Terrill Thomas’ April 24 death has been ruled a homicide by the county medical examiner’s office, the Milwaukee Journal Sentinel reports. Inmates say they heard Thomas, whom the medical examiner said had bipolar disorder, beg for water days before he died, according to the newspaper. Officers reportedly turned off water in Thomas’ cell, six days prior to his death, because he’d flooded it and was acting erratically.

Thomas, 38, was arrested April 15 for shooting a man in the chest and allegedly firing a gun at a casino, according to the Journal Sentinel.

Charges against Thomas, 38, included first-degree reckless injury, possession of a firearm by a felon, recklessly endangering safety and theft of a dangerous weapon, Fox6Now reported in April.

Celia Thomas, his mother, has said that her son got upset when someone stole his Mercedes Benz on April 13. Terrill Thomas then caused a scene, because he couldn’t watch a gas station’s surveillance video. That prompted police to visit his mother’s home. She asked them to take him into custody, Fox6Now reports, but was told they couldn’t do that unless it appeared that he had committed a crime.

On April 14, he allegedly fired several shots toward a group of men when he thought he saw the man who made the theft; a 25-year-old man was taken to the hospital with a gunshot wound to the chest. Celia Thomas told police that the shooter was her son.

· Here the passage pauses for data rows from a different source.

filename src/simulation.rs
//! Simulation driver
//!
//! Owns the body set, advances it one integrator step at a time and records
//! every body's position after each step.

use crate::physics::components::{Body, BodyError, BodyHandle};
use crate::physics::gravity::GravityField;
use crate::physics::integrators::registry::IntegratorRegistry;
use crate::physics::integrators::{Integrator, PredictorCorrector};
use crate::physics::math::{Scalar, Vector};
use crate::config::PhysicsConfig;
use bevy::log::{info, trace, warn};
use std::borrow::Cow;
use std::collections::HashSet;
use std::fmt;
use std::io::{self, Write};

/// Errors raised while setting up a simulation
#[derive(Debug)]
pub enum SimulationError {
    /// Two bodies share a name
    DuplicateBody(String),
    /// Integrator name was not found in the registry
    UnknownIntegrator(String),
    /// A body failed validation
    Body(BodyError),
}

impl fmt::Display for SimulationError {
    fn fmt(&self, f: &mut fmt::Formatter<'_>) -> fmt::Result {
        match self {
            SimulationError::DuplicateBody(name) => {
                write!(f, "Duplicate body name: '{name}'")
            }
            SimulationError::UnknownIntegrator(msg) => write!(f, "{msg}"),
            SimulationError::Body(err) => write!(f, "Invalid body: {err}"),
        }
    }
}

impl std::error::Error for SimulationError {
    fn source(&self) -> Option<&(dyn std::error::Error + 'static)> {
        match self {
            SimulationError::Body(err) => Some(err),
            _ => None,
        }
    }
}

impl From<BodyError> for SimulationError {
    fn from(err: BodyError) -> Self {
        SimulationError::Body(err)
    }
}

/// How the timestep for each step is chosen
#[derive(Debug, Clone, Copy, PartialEq)]
pub enum TimeStepPolicy {
    /// The same increment, in seconds, for every step
    Fixed(Scalar),
    /// Step `k` (1-based) integrates with `dt = k` seconds
    ///
    /// Reproduces the reference runs, whose driver passed the step index where
    /// a timestep was expected. The increment grows without bound, so this is
    /// only useful for comparing against those runs.
    StepIndex,
}

impl TimeStepPolicy {
    /// Timestep for the given 1-based step index
    #[inline]
    pub fn dt_for(&self, step_index: usize) -> Scalar {
        match self {
            TimeStepPolicy::Fixed(dt) => *dt,
            TimeStepPolicy::StepIndex => step_index as Scalar,
        }
    }
}

/// Recorded positions for one body
#[derive(Debug, Clone, PartialEq)]
pub struct Trajectory {
    pub name: String,
    pub fixed: bool,
    pub initial_position: Vector,
    pub points: Vec<Vector>,
}

impl Trajectory {
    /// Where the body ended up, or started if no step was taken
    pub fn last_position(&self) -> Vector {
        self.points.last().copied().unwrap_or(self.initial_position)
    }
}

/// Per-body trajectories in body order
#[derive(Debug, Clone, Default, PartialEq)]
pub struct Trajectories {
    entries: Vec<Trajectory>,
}

impl Trajectories {
    pub fn get(&self, name: &str) -> Option<&[Vector]> {
        self.entries
            .iter()
            .find(|entry| entry.name == name)
            .map(|entry| entry.points.as_slice())
    }

    pub fn iter(&self) -> impl Iterator<Item = &Trajectory> {
        self.entries.iter()
    }

    pub fn len(&self) -> usize {
        self.entries.len()
    }

    pub fn is_empty(&self) -> bool {
        self.entries.is_empty()
    }

    /// Write every recorded point as `body,step,x,y`, steps counted from 1
    ///
    /// Names containing a comma, quote or line break are quoted.
    pub fn write_csv<W: Write>(&self, mut writer: W) -> io::Result<()> {
        writeln!(writer, "body,step,x,y")?;
        for entry in &self.entries {
            let name = csv_field(&entry.name);
            for (index, point) in entry.points.iter().enumerate() {
                writeln!(writer, "{},{},{},{}", name, index + 1, point.x, point.y)?;
            }
        }
        writer.flush()
    }
}

fn csv_field(value: &str) -> Cow<'_, str> {
    if value.contains([',', '"', '\n', '\r']) {
        Cow::Owned(format!("\"{}\"", value.replace('"', "\"\"")))
    } else {
        Cow::Borrowed(value)
    }
}

impl<'a> IntoIterator for &'a Trajectories {
    type Item = &'a Trajectory;
    type IntoIter = std::slice::Iter<'a, Trajectory>;

    fn into_iter(self) -> Self::IntoIter {
        self.entries.iter()
    }
}

/// A set of bodies under mutual gravity
pub struct Simulation {
    bodies: Vec<Body>,
    integrator: Box<dyn Integrator>,
    field: GravityField,
    steps_taken: usize,
    elapsed_time: Scalar,
    /// Bodies already reported as non-finite, by index
    diverged: Vec<bool>,
}

impl Simulation {
    pub fn new(bodies: Vec<Body>) -> Result<Self, SimulationError> {
        let mut seen = HashSet::with_capacity(bodies.len());
        for body in &bodies {
            if !seen.insert(body.name()) {
                return Err(SimulationError::DuplicateBody(body.name().to_string()));
            }
        }

        let diverged = vec![false; bodies.len()];
        Ok(Self {
            bodies,
            integrator: Box::new(PredictorCorrector),
            field: GravityField::default(),
            steps_taken: 0,
            elapsed_time: 0.0,
            diverged,
        })
    }

    /// Build with the integrator and gravitational constant named in `config`
    pub fn from_config(bodies: Vec<Body>, config: &PhysicsConfig) -> Result<Self, SimulationError> {
        let integrator = IntegratorRegistry::default()
            .create(&config.integrator)
            .map_err(SimulationError::UnknownIntegrator)?;

        Ok(Self::new(bodies)?
            .with_integrator(integrator)
            .with_field(GravityField::new(config.gravitational_constant)))
    }

    pub fn with_integrator(mut self, integrator: Box<dyn Integrator>) -> Self {
        self.integrator = integrator;
        self
    }

    pub fn with_field(mut self, field: GravityField) -> Self {
        self.field = field;
        self
    }

    pub fn bodies(&self) -> &[Body] {
        &self.bodies
    }

    pub fn body(&self, handle: BodyHandle) -> Option<&Body> {
        self.bodies.get(handle.index())
    }

    pub fn handle_of(&self, name: &str) -> Option<BodyHandle> {
        self.bodies
            .iter()
            .position(|body| body.name() == name)
            .map(BodyHandle)
    }

    pub fn field(&self) -> &GravityField {
        &self.field
    }

    pub fn integrator_name(&self) -> &'static str {
        self.integrator.name()
    }

    pub fn steps_taken(&self) -> usize {
        self.steps_taken
    }

    pub fn elapsed_time(&self) -> Scalar {
        self.elapsed_time
    }

    /// Advance one step of `dt` seconds and record every body's position
    pub fn step(&mut self, dt: Scalar) {
        self.integrator.step(&mut self.bodies, &self.field, dt);

        for body in &mut self.bodies {
            body.record_position();
        }

        self.steps_taken += 1;
        self.elapsed_time += dt;
        trace!("Step {} done, t = {} s", self.steps_taken, self.elapsed_time);

        self.report_divergence();
    }

    /// Run `step_count - 1` steps and return a copy of the trajectories
    pub fn run(&mut self, step_count: usize, policy: TimeStepPolicy) -> Trajectories {
        self.advance(step_count, policy);
        self.trajectories()
    }

    /// Run `step_count - 1` steps, indexed from 1
    ///
    /// With no bodies, or a step count below 2, nothing is integrated.
    pub fn advance(&mut self, step_count: usize, policy: TimeStepPolicy) {
        if self.bodies.is_empty() {
            return;
        }

        info!(
            "Running {} steps of {} bodies with {} ({:?})",
            step_count.saturating_sub(1),
            self.bodies.len(),
            self.integrator.name(),
            policy
        );

        for step_index in 1..step_count {
            self.step(policy.dt_for(step_index));
        }

        info!(
            "Finished after {} steps, t = {} s",
            self.steps_taken, self.elapsed_time
        );
    }

    /// Trajectories recorded so far
    pub fn trajectories(&self) -> Trajectories {
        Trajectories {
            entries: self
                .bodies
                .iter()
                .map(|body| Trajectory {
                    name: body.name().to_string(),
                    fixed: body.is_fixed(),
                    initial_position: body.initial_position(),
                    points: body.trajectory().to_vec(),
                })
                .collect(),
        }
    }

    /// Consume the simulation, moving the trajectories out without copying
    pub fn into_trajectories(mut self) -> Trajectories {
        Trajectories {
            entries: self
                .bodies
                .iter_mut()
                .map(|body| Trajectory {
                    name: body.name().to_string(),
                    fixed: body.is_fixed(),
                    initial_position: body.initial_position(),
                    points: body.take_trajectory(),
                })
                .collect(),
        }
    }

    fn report_divergence(&mut self) {
        for (body, diverged) in self.bodies.iter().zip(self.diverged.iter_mut()) {
            if !*diverged && !body.is_finite() {
                *diverged = true;
                warn!(
                    "Body '{}' has a non-finite state after step {}",
                    body.name(),
                    self.steps_taken
                );
            }
        }
    }
}

/// Build a simulation with the default integrator and run it
pub fn run_simulation(
    bodies: Vec<Body>,
    step_count: usize,
    policy: TimeStepPolicy,
) -> Result<Trajectories, SimulationError> {
    let mut simulation = Simulation::new(bodies)?;
    simulation.advance(step_count, policy);
    Ok(simulation.into_trajectories())
}
pub mod bbox;
pub mod blendshapes;
pub mod constants;
pub mod detection_record;
pub mod frame;
pub mod video_metadata;
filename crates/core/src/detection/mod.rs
pub mod domain;
pub mod infrastructure;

A few hours later, on April 15, he was arrested at the Potowatomi Hotel & Casino. Terrill Thomas told police he’d seen “a whole lot of snakes” in the casino. Witnesses told Fox6Now that Terrill Thomas had fired two shots, but no one was hit.

The homicide ruling in Thomas’ death does not mean that county jail employees committed a crime, the Journal Sentinel reports, and the medical examiner uses the term to indicated a death “at the hands of another.”

The district attorney’s office would not comment on whether it will press charges, according to the Journal Sentinel. A statement from the Milwaukee County sheriff’s office said it would not comment on the matter, or commence an internal investigation, until outside reviews and investigations, including civil lawsuits, were finished.

Tiffany Robertson, Thomas’ cousin, told the newspaper that her family was speaking about their options with a lawyer.

“I never want another family to have to feel like what we feel like right now,” she said.